### TASK
State how many lines in the material hold the string "trim"; nothing besides that number is expected.

↓

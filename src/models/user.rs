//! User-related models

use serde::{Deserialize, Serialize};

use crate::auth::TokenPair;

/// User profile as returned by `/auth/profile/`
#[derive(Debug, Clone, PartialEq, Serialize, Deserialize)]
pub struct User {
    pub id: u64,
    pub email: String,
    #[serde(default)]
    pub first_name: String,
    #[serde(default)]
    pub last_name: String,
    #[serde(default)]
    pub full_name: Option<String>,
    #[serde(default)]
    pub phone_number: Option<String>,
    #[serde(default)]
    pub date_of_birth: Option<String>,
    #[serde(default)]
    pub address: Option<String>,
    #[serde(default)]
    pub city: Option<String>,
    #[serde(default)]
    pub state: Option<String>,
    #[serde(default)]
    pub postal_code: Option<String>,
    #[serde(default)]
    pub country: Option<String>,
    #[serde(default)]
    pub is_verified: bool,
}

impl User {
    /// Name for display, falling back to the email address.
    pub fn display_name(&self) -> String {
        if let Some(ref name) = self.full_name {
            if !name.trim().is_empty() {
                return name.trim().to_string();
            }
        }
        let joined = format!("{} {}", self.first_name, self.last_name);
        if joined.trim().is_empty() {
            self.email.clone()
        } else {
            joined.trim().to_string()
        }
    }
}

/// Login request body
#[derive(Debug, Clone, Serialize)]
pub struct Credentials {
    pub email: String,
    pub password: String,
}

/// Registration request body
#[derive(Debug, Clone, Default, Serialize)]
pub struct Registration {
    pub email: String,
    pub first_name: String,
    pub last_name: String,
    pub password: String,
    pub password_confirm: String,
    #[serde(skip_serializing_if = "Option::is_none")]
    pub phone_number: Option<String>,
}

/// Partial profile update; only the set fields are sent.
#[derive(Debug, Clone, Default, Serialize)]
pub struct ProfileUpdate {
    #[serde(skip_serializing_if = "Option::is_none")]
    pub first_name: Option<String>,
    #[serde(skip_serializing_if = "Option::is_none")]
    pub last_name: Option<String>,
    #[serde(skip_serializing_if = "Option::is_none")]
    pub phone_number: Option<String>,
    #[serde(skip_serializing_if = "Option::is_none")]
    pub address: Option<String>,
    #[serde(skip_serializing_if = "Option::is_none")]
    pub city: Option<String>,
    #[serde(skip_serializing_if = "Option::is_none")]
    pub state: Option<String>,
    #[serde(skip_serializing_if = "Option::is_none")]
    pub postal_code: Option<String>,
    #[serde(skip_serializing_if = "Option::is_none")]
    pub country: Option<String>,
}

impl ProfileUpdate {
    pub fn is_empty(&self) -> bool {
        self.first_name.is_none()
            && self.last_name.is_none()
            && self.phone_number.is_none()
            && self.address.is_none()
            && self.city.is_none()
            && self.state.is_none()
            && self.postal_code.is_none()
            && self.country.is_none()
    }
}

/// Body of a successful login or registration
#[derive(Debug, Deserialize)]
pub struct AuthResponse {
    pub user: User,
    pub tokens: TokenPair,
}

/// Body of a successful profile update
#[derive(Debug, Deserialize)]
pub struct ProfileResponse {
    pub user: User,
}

↑

### WRITTEN ANSWER
4